*PROBLEM TO SOLVE:*
This task calls for every entry below to be repeated exactly.

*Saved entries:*
- - -

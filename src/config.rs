//! Configuration management for deskmate.
//!
//! This module handles the `config.yaml` file in the data directory, which
//! stores process-level settings (logging, template overrides). UI settings
//! such as theme and font size are user data and live in the persistence
//! gateway instead, see [`crate::models::Settings`].

use crate::error::Result;
use crate::paths::CONFIG_FILENAME;
use serde::{Deserialize, Serialize};
use std::path::{Path, PathBuf};

/// Environment variable that overrides the configured log level.
pub const LOG_LEVEL_ENV_VAR: &str = "DESKMATE_LOG";

/// Application configuration.
#[derive(Debug, Clone, Serialize, Deserialize, PartialEq, Eq)]
pub struct AppConfig {
    /// Log level: error, warn, info, debug or trace.
    #[serde(default = "default_log_level")]
    pub log_level: String,

    /// Whether rolling log files are written to the data directory.
    #[serde(default = "default_file_logging")]
    pub file_logging: bool,

    /// Directory with `.tera` files overriding the embedded view templates.
    #[serde(default, skip_serializing_if = "Option::is_none")]
    pub templates_dir: Option<PathBuf>,
}

fn default_log_level() -> String {
    "info".to_string()
}

const fn default_file_logging() -> bool {
    true
}

impl Default for AppConfig {
    fn default() -> Self {
        Self { log_level: default_log_level(), file_logging: true, templates_dir: None }
    }
}

impl AppConfig {
    /// Load config from a data directory, returning None if not found.
    ///
    /// # Errors
    ///
    /// Returns an error if the file exists but cannot be parsed.
    pub fn load_from(data_dir: &Path) -> Result<Option<Self>> {
        let config_path = Self::config_path(data_dir);
        if !config_path.exists() {
            return Ok(None);
        }

        let content = std::fs::read_to_string(&config_path)?;
        let config: Self = serde_yaml::from_str(&content)?;
        Ok(Some(config))
    }

    /// Load config from a data directory, falling back to defaults when absent.
    ///
    /// # Errors
    ///
    /// Returns an error if the file exists but cannot be parsed.
    pub fn load_or_default(data_dir: &Path) -> Result<Self> {
        Ok(Self::load_from(data_dir)?.unwrap_or_default())
    }

    /// Save config to a data directory.
    ///
    /// # Errors
    ///
    /// Returns an error if the file cannot be written.
    pub fn save_to(&self, data_dir: &Path) -> Result<()> {
        let config_path = Self::config_path(data_dir);

        if let Some(parent) = config_path.parent() {
            std::fs::create_dir_all(parent)?;
        }

        let content = serde_yaml::to_string(self)?;
        std::fs::write(&config_path, content)?;
        Ok(())
    }

    /// Get the config file path for a data directory.
    pub fn config_path(data_dir: &Path) -> PathBuf {
        data_dir.join(CONFIG_FILENAME)
    }

    /// The effective log level, honouring the environment override.
    #[must_use]
    pub fn effective_log_level(&self) -> String {
        std::env::var(LOG_LEVEL_ENV_VAR)
            .ok()
            .filter(|level| !level.trim().is_empty())
            .unwrap_or_else(|| self.log_level.clone())
    }
}

/// Ensure config exists in a data directory, writing defaults if not.
///
/// Returns the config (either loaded or newly created) and whether it was created.
///
/// # Errors
///
/// Returns an error if config cannot be loaded or saved.
pub fn ensure_config_in(data_dir: &Path) -> Result<(AppConfig, bool)> {
    if let Some(config) = AppConfig::load_from(data_dir)? {
        return Ok((config, false));
    }

    let config = AppConfig::default();
    config.save_to(data_dir)?;
    log::info!("event=config_created module=config path={}", data_dir.display());
    Ok((config, true))
}

#[cfg(test)]
mod tests {
    use super::*;
    use serial_test::serial;
    use tempfile::TempDir;

    #[test]
    fn test_load_missing_returns_none() {
        let dir = TempDir::new().unwrap();
        assert!(AppConfig::load_from(dir.path()).unwrap().is_none());
        assert_eq!(AppConfig::load_or_default(dir.path()).unwrap(), AppConfig::default());
    }

    #[test]
    fn test_save_and_load_roundtrip() {
        let dir = TempDir::new().unwrap();
        let config = AppConfig {
            log_level: "debug".to_string(),
            file_logging: false,
            templates_dir: Some(PathBuf::from("/opt/views")),
        };
        config.save_to(dir.path()).unwrap();

        let loaded = AppConfig::load_from(dir.path()).unwrap().unwrap();
        assert_eq!(loaded, config);
    }

    #[test]
    fn test_partial_yaml_uses_defaults() {
        let dir = TempDir::new().unwrap();
        std::fs::write(dir.path().join(CONFIG_FILENAME), "log_level: warn\n").unwrap();

        let loaded = AppConfig::load_from(dir.path()).unwrap().unwrap();
        assert_eq!(loaded.log_level, "warn");
        assert!(loaded.file_logging);
        assert!(loaded.templates_dir.is_none());
    }

    #[test]
    fn test_malformed_yaml_is_an_error() {
        let dir = TempDir::new().unwrap();
        std::fs::write(dir.path().join(CONFIG_FILENAME), "log_level: [unclosed\n").unwrap();

        let result = AppConfig::load_from(dir.path());
        assert!(matches!(result, Err(crate::error::Error::Yaml(_))));
    }

    #[test]
    fn test_ensure_config_creates_once() {
        let dir = TempDir::new().unwrap();
        let (first, created) = ensure_config_in(dir.path()).unwrap();
        assert!(created);
        assert_eq!(first, AppConfig::default());

        let (_, created_again) = ensure_config_in(dir.path()).unwrap();
        assert!(!created_again);
    }

    #[test]
    fn test_ensure_config_keeps_existing() {
        let dir = TempDir::new().unwrap();
        let custom = AppConfig { log_level: "trace".to_string(), ..Default::default() };
        custom.save_to(dir.path()).unwrap();

        let (loaded, created) = ensure_config_in(dir.path()).unwrap();
        assert!(!created);
        assert_eq!(loaded.log_level, "trace");
    }

    #[test]
    #[serial]
    fn test_env_overrides_log_level() {
        let config = AppConfig::default();
        std::env::set_var(LOG_LEVEL_ENV_VAR, "debug");
        assert_eq!(config.effective_log_level(), "debug");
        std::env::remove_var(LOG_LEVEL_ENV_VAR);
        assert_eq!(config.effective_log_level(), "info");
    }
}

- - -

*RESULT:*
filename src/config.rs
//! Configuration management for deskmate.
//!
//! This module handles the `config.yaml` file in the data directory, which
//! stores process-level settings (logging, template overrides). UI settings
//! such as theme and font size are user data and live in the persistence
//! gateway instead, see [`crate::models::Settings`].

use crate::error::Result;
use crate::paths::CONFIG_FILENAME;
use serde::{Deserialize, Serialize};
use std::path::{Path, PathBuf};

/// Environment variable that overrides the configured log level.
pub const LOG_LEVEL_ENV_VAR: &str = "DESKMATE_LOG";

/// Application configuration.
#[derive(Debug, Clone, Serialize, Deserialize, PartialEq, Eq)]
pub struct AppConfig {
    /// Log level: error, warn, info, debug or trace.
    #[serde(default = "default_log_level")]
    pub log_level: String,

    /// Whether rolling log files are written to the data directory.
    #[serde(default = "default_file_logging")]
    pub file_logging: bool,

    /// Directory with `.tera` files overriding the embedded view templates.
    #[serde(default, skip_serializing_if = "Option::is_none")]
    pub templates_dir: Option<PathBuf>,
}

fn default_log_level() -> String {
    "info".to_string()
}

const fn default_file_logging() -> bool {
    true
}

impl Default for AppConfig {
    fn default() -> Self {
        Self { log_level: default_log_level(), file_logging: true, templates_dir: None }
    }
}

impl AppConfig {
    /// Load config from a data directory, returning None if not found.
    ///
    /// # Errors
    ///
    /// Returns an error if the file exists but cannot be parsed.
    pub fn load_from(data_dir: &Path) -> Result<Option<Self>> {
        let config_path = Self::config_path(data_dir);
        if !config_path.exists() {
            return Ok(None);
        }

        let content = std::fs::read_to_string(&config_path)?;
        let config: Self = serde_yaml::from_str(&content)?;
        Ok(Some(config))
    }

    /// Load config from a data directory, falling back to defaults when absent.
    ///
    /// # Errors
    ///
    /// Returns an error if the file exists but cannot be parsed.
    pub fn load_or_default(data_dir: &Path) -> Result<Self> {
        Ok(Self::load_from(data_dir)?.unwrap_or_default())
    }

    /// Save config to a data directory.
    ///
    /// # Errors
    ///
    /// Returns an error if the file cannot be written.
    pub fn save_to(&self, data_dir: &Path) -> Result<()> {
        let config_path = Self::config_path(data_dir);

        if let Some(parent) = config_path.parent() {
            std::fs::create_dir_all(parent)?;
        }

        let content = serde_yaml::to_string(self)?;
        std::fs::write(&config_path, content)?;
        Ok(())
    }

    /// Get the config file path for a data directory.
    pub fn config_path(data_dir: &Path) -> PathBuf {
        data_dir.join(CONFIG_FILENAME)
    }

    /// The effective log level, honouring the environment override.
    #[must_use]
    pub fn effective_log_level(&self) -> String {
        std::env::var(LOG_LEVEL_ENV_VAR)
            .ok()
            .filter(|level| !level.trim().is_empty())
            .unwrap_or_else(|| self.log_level.clone())
    }
}

/// Ensure config exists in a data directory, writing defaults if not.
///
/// Returns the config (either loaded or newly created) and whether it was created.
///
/// # Errors
///
/// Returns an error if config cannot be loaded or saved.
pub fn ensure_config_in(data_dir: &Path) -> Result<(AppConfig, bool)> {
    if let Some(config) = AppConfig::load_from(data_dir)? {
        return Ok((config, false));
    }

    let config = AppConfig::default();
    config.save_to(data_dir)?;
    log::info!("event=config_created module=config path={}", data_dir.display());
    Ok((config, true))
}

#[cfg(test)]
mod tests {
    use super::*;
    use serial_test::serial;
    use tempfile::TempDir;

    #[test]
    fn test_load_missing_returns_none() {
        let dir = TempDir::new().unwrap();
        assert!(AppConfig::load_from(dir.path()).unwrap().is_none());
        assert_eq!(AppConfig::load_or_default(dir.path()).unwrap(), AppConfig::default());
    }

    #[test]
    fn test_save_and_load_roundtrip() {
        let dir = TempDir::new().unwrap();
        let config = AppConfig {
            log_level: "debug".to_string(),
            file_logging: false,
            templates_dir: Some(PathBuf::from("/opt/views")),
        };
        config.save_to(dir.path()).unwrap();

        let loaded = AppConfig::load_from(dir.path()).unwrap().unwrap();
        assert_eq!(loaded, config);
    }

    #[test]
    fn test_partial_yaml_uses_defaults() {
        let dir = TempDir::new().unwrap();
        std::fs::write(dir.path().join(CONFIG_FILENAME), "log_level: warn\n").unwrap();

        let loaded = AppConfig::load_from(dir.path()).unwrap().unwrap();
        assert_eq!(loaded.log_level, "warn");
        assert!(loaded.file_logging);
        assert!(loaded.templates_dir.is_none());
    }

    #[test]
    fn test_malformed_yaml_is_an_error() {
        let dir = TempDir::new().unwrap();
        std::fs::write(dir.path().join(CONFIG_FILENAME), "log_level: [unclosed\n").unwrap();

        let result = AppConfig::load_from(dir.path());
        assert!(matches!(result, Err(crate::error::Error::Yaml(_))));
    }

    #[test]
    fn test_ensure_config_creates_once() {
        let dir = TempDir::new().unwrap();
        let (first, created) = ensure_config_in(dir.path()).unwrap();
        assert!(created);
        assert_eq!(first, AppConfig::default());

        let (_, created_again) = ensure_config_in(dir.path()).unwrap();
        assert!(!created_again);
    }

    #[test]
    fn test_ensure_config_keeps_existing() {
        let dir = TempDir::new().unwrap();
        let custom = AppConfig { log_level: "trace".to_string(), ..Default::default() };
        custom.save_to(dir.path()).unwrap();

        let (loaded, created) = ensure_config_in(dir.path()).unwrap();
        assert!(!created);
        assert_eq!(loaded.log_level, "trace");
    }

    #[test]
    #[serial]
    fn test_env_overrides_log_level() {
        let config = AppConfig::default();
        std::env::set_var(LOG_LEVEL_ENV_VAR, "debug");
        assert_eq!(config.effective_log_level(), "debug");
        std::env::remove_var(LOG_LEVEL_ENV_VAR);
        assert_eq!(config.effective_log_level(), "info");
    }
}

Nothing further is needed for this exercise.